*** Data shown Section Begins ***

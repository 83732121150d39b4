//! Modal screen and music editors
//!
//! A modal session edits a disposable copy of one frame. Nothing reaches the
//! canonical collection until `confirm`, which resolves the copy's pending
//! resource references and then swaps it in at the frame's index in one step.
//! `cancel` drops the copy. Both clear the session's transient preview nodes
//! and close the editor panel; the timeline then refreshes the originating row.

mod composition;
mod form;
mod music_editor;
mod screen_editor;

pub use composition::{CharacterEditorMode, ScreenCompositionEditor};
pub use music_editor::MusicEditorSession;
pub use screen_editor::ScreenEditorSession;

use bevy::log::{debug, info};
use trial_core::{FrameData, FrameId, ResourceResolver, TrialData};

use crate::messages::ModalAction;
use crate::surface::{NodeId, UiServices};
use crate::EditorError;

/// The open modal editor
pub enum ModalSession {
    Screen(ScreenEditorSession),
    Music(MusicEditorSession),
}

impl ModalSession {
    /// Frame the session was opened on
    pub fn frame_id(&self) -> FrameId {
        match self {
            ModalSession::Screen(s) => s.frame_id(),
            ModalSession::Music(s) => s.frame_id(),
        }
    }

    pub fn draft(&self) -> &FrameData {
        match self {
            ModalSession::Screen(s) => s.draft(),
            ModalSession::Music(s) => s.draft(),
        }
    }

    pub fn render_preview(&mut self, data: &TrialData, ui: &mut UiServices) {
        match self {
            ModalSession::Screen(s) => s.render_preview(data, ui),
            ModalSession::Music(s) => s.render_preview(data, ui),
        }
    }

    /// Apply a control change to the draft and re-render the panel
    pub fn handle(&mut self, action: ModalAction, data: &TrialData, ui: &mut UiServices) -> Result<(), EditorError> {
        match self {
            ModalSession::Screen(s) => s.handle(action, data, ui),
            ModalSession::Music(s) => s.handle(action, data, ui),
        }
    }

    /// Element of the control sending `action`, if currently shown
    pub fn control(&self, action: ModalAction) -> Option<NodeId> {
        match self {
            ModalSession::Screen(s) => s.control(action),
            ModalSession::Music(s) => s.control(action),
        }
    }

    pub fn confirm(self, data: &mut TrialData, ui: &mut UiServices) -> Result<FrameId, EditorError> {
        match self {
            ModalSession::Screen(s) => s.confirm(data, ui),
            ModalSession::Music(s) => s.confirm(data, ui),
        }
    }

    pub fn cancel(self, ui: &mut UiServices) {
        match self {
            ModalSession::Screen(s) => s.cancel(ui),
            ModalSession::Music(s) => s.cancel(ui),
        }
    }
}

/// Copy of a frame under edit plus the panel it is shown in
pub(crate) struct DraftFrame {
    frame_id: FrameId,
    pub(crate) frame: FrameData,
    content: NodeId,
    previews: Vec<NodeId>,
}

impl DraftFrame {
    pub(crate) fn open(
        frame_id: FrameId,
        title_key: &str,
        data: &TrialData,
        ui: &mut UiServices,
    ) -> Result<Self, EditorError> {
        let frame = data
            .frame(frame_id)
            .cloned()
            .ok_or(EditorError::RowNotFound(frame_id))?;
        let content = ui.panel.open(&mut *ui.surface, title_key);
        debug!("Opened {} for frame {}", title_key, frame_id);
        Ok(Self {
            frame_id,
            frame,
            content,
            previews: Vec::new(),
        })
    }

    pub(crate) fn frame_id(&self) -> FrameId {
        self.frame_id
    }

    /// Panel element the editor renders into
    pub(crate) fn content(&self) -> NodeId {
        self.content
    }

    /// Create a transient preview element under the panel content
    pub(crate) fn preview_node(&mut self, tag: &str, ui: &mut UiServices) -> NodeId {
        let node = ui.element(self.content, tag);
        self.previews.push(node);
        node
    }

    pub(crate) fn clear_previews(&mut self, ui: &mut UiServices) {
        for node in self.previews.drain(..) {
            ui.surface.remove(node);
        }
    }

    /// Resolve the copy and swap it in for the canonical frame
    pub(crate) fn commit(mut self, data: &mut TrialData, ui: &mut UiServices) -> Result<FrameId, EditorError> {
        self.clear_previews(ui);
        ui.panel.close(&mut *ui.surface);

        let frame_id = self.frame_id;
        let index = data
            .frame_index(frame_id)
            .ok_or(EditorError::RowNotFound(frame_id))?;

        let mut frame = self.frame;
        frame.id = Some(frame_id);
        let mut resolver = ResourceResolver::new(data);
        resolver.resolve_frame(&mut frame);
        for (kind, id) in resolver.into_created() {
            info!("Created {} {} for frame {}", kind.display_name(), id, frame_id);
        }

        data.replace_frame_at(index, frame)?;
        info!("Committed modal edit of frame {}", frame_id);
        Ok(frame_id)
    }

    pub(crate) fn discard(mut self, ui: &mut UiServices) {
        self.clear_previews(ui);
        ui.panel.close(&mut *ui.surface);
        debug!("Discarded modal edit of frame {}", self.frame_id);
    }
}
//! The trial-data store: ordered frames plus every side table they point into

use serde::{Deserialize, Serialize};

use crate::resource::{default_positions, find_record};
use crate::{
    FrameAction, FrameData, FrameId, MusicRecord, MusicTarget, PlacePosition, PlaceRecord,
    PopupRecord, Profile, ProfileId, Reference, ResourceKind, ResourceRecord, SoundRecord,
    SpeakerRef, TrialError,
};

/// Where a row inserts new frames
#[derive(Debug, Clone, Copy, PartialEq, Eq, Hash, Serialize, Deserialize)]
pub enum InsertPoint {
    /// Directly before the given frame
    Before(FrameId),
    /// After the last frame
    End,
}

/// Structural section of a trial
#[derive(Debug, Clone, Copy, PartialEq, Eq, Hash, Serialize, Deserialize)]
#[serde(rename_all = "snake_case")]
pub enum BlockKind {
    Scene,
    CrossExamination,
}

impl BlockKind {
    pub fn display_name(&self) -> &'static str {
        match self {
            BlockKind::Scene => "Scene",
            BlockKind::CrossExamination => "Cross-examination",
        }
    }

    pub fn all() -> &'static [BlockKind] {
        &[BlockKind::Scene, BlockKind::CrossExamination]
    }
}

/// A section delimited by a start and an end frame
#[derive(Debug, Clone, PartialEq, Eq, Serialize, Deserialize)]
pub struct Block {
    pub kind: BlockKind,
    pub start_frame: FrameId,
    pub end_frame: FrameId,
}

/// All trial data edited by the timeline
#[derive(Debug, Clone, Serialize, Deserialize)]
#[cfg_attr(feature = "bevy", derive(bevy::prelude::Resource))]
pub struct TrialData {
    pub frames: Vec<FrameData>,
    pub profiles: Vec<Profile>,
    pub music: Vec<MusicRecord>,
    pub sounds: Vec<SoundRecord>,
    pub places: Vec<PlaceRecord>,
    pub popups: Vec<PopupRecord>,
    #[serde(default)]
    pub blocks: Vec<Block>,
    #[serde(default)]
    next_frame_id: FrameId,
}

impl Default for TrialData {
    fn default() -> Self {
        Self {
            frames: Vec::new(),
            profiles: Vec::new(),
            music: vec![MusicRecord::placeholder()],
            sounds: vec![SoundRecord::placeholder()],
            places: vec![PlaceRecord::placeholder()],
            popups: vec![PopupRecord::placeholder()],
            blocks: Vec::new(),
            next_frame_id: 1,
        }
    }
}

impl TrialData {
    pub fn new() -> Self {
        Self::default()
    }

    // ------------------------------------------------------------------
    // Frames
    // ------------------------------------------------------------------

    /// Frame by id
    pub fn frame(&self, id: FrameId) -> Option<&FrameData> {
        self.frames.iter().find(|f| f.id == Some(id))
    }

    /// Mutable frame by id
    pub fn frame_mut(&mut self, id: FrameId) -> Option<&mut FrameData> {
        self.frames.iter_mut().find(|f| f.id == Some(id))
    }

    /// Position of a frame in the ordered collection
    pub fn frame_index(&self, id: FrameId) -> Option<usize> {
        self.frames.iter().position(|f| f.id == Some(id))
    }

    pub fn frame_ids(&self) -> Vec<FrameId> {
        self.frames.iter().filter_map(|f| f.id).collect()
    }

    /// Reserve a fresh frame id
    pub fn next_frame_id(&mut self) -> FrameId {
        let max_used = self.frames.iter().filter_map(|f| f.id).max().unwrap_or(0);
        let id = self.next_frame_id.max(max_used + 1);
        self.next_frame_id = id + 1;
        id
    }

    /// A blank frame with a fresh id, not yet inserted
    pub fn create_frame(&mut self) -> FrameData {
        FrameData::new(self.next_frame_id())
    }

    /// Insert a frame (blank when `frame` is `None`) at an insertion point.
    ///
    /// A frame without an id, or with an id already in use, is given a fresh one.
    pub fn insert_frame(
        &mut self,
        at: InsertPoint,
        frame: Option<FrameData>,
    ) -> Result<FrameId, TrialError> {
        let index = self.insert_index(at)?;
        let mut frame = frame.unwrap_or_default();
        let id = match frame.id {
            Some(id) if self.frame(id).is_none() => {
                self.next_frame_id = self.next_frame_id.max(id + 1);
                id
            }
            _ => self.next_frame_id(),
        };
        frame.id = Some(id);
        self.frames.insert(index, frame);
        Ok(id)
    }

    fn insert_index(&self, at: InsertPoint) -> Result<usize, TrialError> {
        match at {
            InsertPoint::Before(id) => self.frame_index(id).ok_or(TrialError::UnknownFrame(id)),
            InsertPoint::End => Ok(self.frames.len()),
        }
    }

    /// Remove a frame from the ordered collection
    pub fn remove_frame(&mut self, id: FrameId) -> Result<FrameData, TrialError> {
        let index = self.frame_index(id).ok_or(TrialError::UnknownFrame(id))?;
        Ok(self.frames.remove(index))
    }

    /// Swap the frame at `index` for `frame`, returning the previous one
    pub fn replace_frame_at(
        &mut self,
        index: usize,
        frame: FrameData,
    ) -> Result<FrameData, TrialError> {
        let len = self.frames.len();
        let slot = self
            .frames
            .get_mut(index)
            .ok_or(TrialError::IndexOutOfRange { index, len })?;
        Ok(std::mem::replace(slot, frame))
    }

    // ------------------------------------------------------------------
    // Blocks
    // ------------------------------------------------------------------

    /// Insert a scene or cross-examination block at `at`.
    ///
    /// Returns the ids of the inserted frames in order.
    pub fn insert_block(
        &mut self,
        kind: BlockKind,
        at: InsertPoint,
    ) -> Result<Vec<FrameId>, TrialError> {
        let actions: &[&str] = match kind {
            BlockKind::Scene => &["SceneStart", "SceneEnd"],
            BlockKind::CrossExamination => &["CeStart", "", "CeEnd"],
        };
        // Validate before touching anything
        self.insert_index(at)?;

        let mut ids = Vec::with_capacity(actions.len());
        for action in actions {
            let mut frame = FrameData::default();
            if !action.is_empty() {
                frame.action = Some(FrameAction::new(*action));
            }
            ids.push(self.insert_frame(at, Some(frame))?);
        }

        if let (Some(&start_frame), Some(&end_frame)) = (ids.first(), ids.last()) {
            self.blocks.push(Block {
                kind,
                start_frame,
                end_frame,
            });
        }
        Ok(ids)
    }

    /// Block framed by `id`, if the frame starts or ends one
    pub fn block_bounded_by(&self, id: FrameId) -> Option<&Block> {
        self.blocks
            .iter()
            .find(|b| b.start_frame == id || b.end_frame == id)
    }

    // ------------------------------------------------------------------
    // Profiles
    // ------------------------------------------------------------------

    pub fn profile(&self, id: ProfileId) -> Option<&Profile> {
        self.profiles.iter().find(|p| p.id == id)
    }

    pub fn require_profile(&self, id: ProfileId) -> Result<&Profile, TrialError> {
        self.profile(id).ok_or(TrialError::UnknownProfile(id))
    }

    /// Name shown in the speaker box of a frame
    pub fn speaker_display_name(&self, frame: &FrameData) -> String {
        if frame.speaker_use_name {
            return frame.speaker_name.clone();
        }
        match frame.speaker {
            SpeakerRef::None => String::new(),
            SpeakerRef::Unknown => "???".to_string(),
            SpeakerRef::Profile(id) => self
                .profile(id)
                .map(|p| p.display_name().to_string())
                .unwrap_or_default(),
        }
    }

    // ------------------------------------------------------------------
    // Resources
    // ------------------------------------------------------------------

    pub fn place(&self, id: crate::ResourceId) -> Option<&PlaceRecord> {
        find_record(&self.places, id)
    }

    /// Positions available on a place; a pending place gets the defaults
    pub fn place_positions(&self, place: &Reference) -> Vec<PlacePosition> {
        match place {
            Reference::Unset => Vec::new(),
            Reference::Id(id) => self
                .place(*id)
                .map(|p| p.positions.clone())
                .unwrap_or_default(),
            Reference::Pending { .. } => default_positions(),
        }
    }

    /// Background image of a place reference, if one can be found
    pub fn place_background(&self, place: &Reference) -> Option<String> {
        match place {
            Reference::Unset => None,
            Reference::Id(id) => self
                .place(*id)
                .map(|p| p.background.image.clone())
                .filter(|image| !image.is_empty()),
            Reference::Pending { path, .. } => Some(path.clone()),
        }
    }

    /// Display name of a referenced resource
    pub fn resource_name(&self, kind: ResourceKind, reference: &Reference) -> Option<String> {
        match reference {
            Reference::Unset => None,
            Reference::Pending { title, path } => Some(if title.is_empty() {
                path.clone()
            } else {
                title.clone()
            }),
            Reference::Id(id) => {
                let name = match kind {
                    ResourceKind::Music => find_record(&self.music, *id).map(|r| r.name()),
                    ResourceKind::Sound => find_record(&self.sounds, *id).map(|r| r.name()),
                    ResourceKind::Place => find_record(&self.places, *id).map(|r| r.name()),
                    ResourceKind::Popup => find_record(&self.popups, *id).map(|r| r.name()),
                };
                name.map(str::to_string)
            }
        }
    }

    /// Short description of a music change, for previews
    pub fn music_label(&self, music: &MusicTarget) -> String {
        match music {
            MusicTarget::Unchanged => String::new(),
            MusicTarget::Stop => "Stop music".to_string(),
            MusicTarget::Play(reference) => self
                .resource_name(ResourceKind::Music, reference)
                .unwrap_or_default(),
        }
    }

    pub fn resource_count(&self, kind: ResourceKind) -> usize {
        match kind {
            ResourceKind::Music => self.music.len(),
            ResourceKind::Sound => self.sounds.len(),
            ResourceKind::Place => self.places.len(),
            ResourceKind::Popup => self.popups.len(),
        }
    }
}

#[cfg(test)]
mod tests {
    use super::*;

    fn data_with_frames(count: usize) -> TrialData {
        let mut data = TrialData::new();
        for _ in 0..count {
            data.insert_frame(InsertPoint::End, None).unwrap();
        }
        data
    }

    #[test]
    fn test_insert_assigns_fresh_ids() {
        let data = data_with_frames(3);
        assert_eq!(data.frame_ids(), vec![1, 2, 3]);
    }

    #[test]
    fn test_insert_before() {
        let mut data = data_with_frames(2);
        let id = data.insert_frame(InsertPoint::Before(2), None).unwrap();
        assert_eq!(data.frame_ids(), vec![1, id, 2]);
    }

    #[test]
    fn test_insert_before_unknown_frame() {
        let mut data = data_with_frames(1);
        let result = data.insert_frame(InsertPoint::Before(42), None);
        assert!(matches!(result, Err(TrialError::UnknownFrame(42))));
        assert_eq!(data.frames.len(), 1);
    }

    #[test]
    fn test_insert_keeps_free_id_and_replaces_taken_one() {
        let mut data = data_with_frames(2);
        let removed = data.remove_frame(1).unwrap();
        let id = data.insert_frame(InsertPoint::End, Some(removed)).unwrap();
        assert_eq!(id, 1);

        let duplicate = data.frame(2).unwrap().clone();
        let id = data.insert_frame(InsertPoint::End, Some(duplicate)).unwrap();
        assert_eq!(id, 3);
    }

    #[test]
    fn test_ids_not_reused_after_delete() {
        let mut data = data_with_frames(3);
        data.remove_frame(3).unwrap();
        let id = data.insert_frame(InsertPoint::End, None).unwrap();
        assert_eq!(id, 4);
    }

    #[test]
    fn test_replace_frame_at() {
        let mut data = data_with_frames(2);
        let mut replacement = data.frames[1].clone();
        replacement.text_content = "Hold it!".to_string();
        let previous = data.replace_frame_at(1, replacement).unwrap();
        assert_eq!(previous.text_content, "");
        assert_eq!(data.frame(2).unwrap().text_content, "Hold it!");
        assert!(matches!(
            data.replace_frame_at(5, FrameData::default()),
            Err(TrialError::IndexOutOfRange { index: 5, len: 2 })
        ));
    }

    #[test]
    fn test_insert_cross_examination_block() {
        let mut data = data_with_frames(1);
        let ids = data
            .insert_block(BlockKind::CrossExamination, InsertPoint::Before(1))
            .unwrap();
        assert_eq!(ids.len(), 3);
        assert_eq!(data.frame_ids(), vec![ids[0], ids[1], ids[2], 1]);
        let block = data.block_bounded_by(ids[0]).unwrap();
        assert_eq!(block.kind, BlockKind::CrossExamination);
        assert_eq!(block.end_frame, ids[2]);
    }

    #[test]
    fn test_speaker_display_name() {
        let mut data = data_with_frames(1);
        data.profiles.push(Profile::new(4, "Phoenix Wright"));
        let frame = data.frames[0].clone();
        assert_eq!(data.speaker_display_name(&frame), "");

        let mut frame = frame;
        frame.speaker = SpeakerRef::Profile(4);
        assert_eq!(data.speaker_display_name(&frame), "Phoenix Wright");

        frame.speaker_use_name = true;
        frame.speaker_name = "Nick".to_string();
        assert_eq!(data.speaker_display_name(&frame), "Nick");
    }

    #[test]
    fn test_missing_place_has_no_background() {
        let data = TrialData::new();
        assert_eq!(data.place_background(&Reference::Id(9)), None);
        assert!(data.place_positions(&Reference::Id(9)).is_empty());
        assert_eq!(data.place_positions(&Reference::pending("bg.png", "")).len(), 3);
    }
}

*** Data shown Section Ends ***

— Activity —
Run a filter over the data above and keep each line that contains the word "EditorError".

— Task result —
use crate::EditorError;
    pub fn handle(&mut self, action: ModalAction, data: &TrialData, ui: &mut UiServices) -> Result<(), EditorError> {
    pub fn confirm(self, data: &mut TrialData, ui: &mut UiServices) -> Result<FrameId, EditorError> {
    ) -> Result<Self, EditorError> {
            .ok_or(EditorError::RowNotFound(frame_id))?;
    pub(crate) fn commit(mut self, data: &mut TrialData, ui: &mut UiServices) -> Result<FrameId, EditorError> {
            .ok_or(EditorError::RowNotFound(frame_id))?;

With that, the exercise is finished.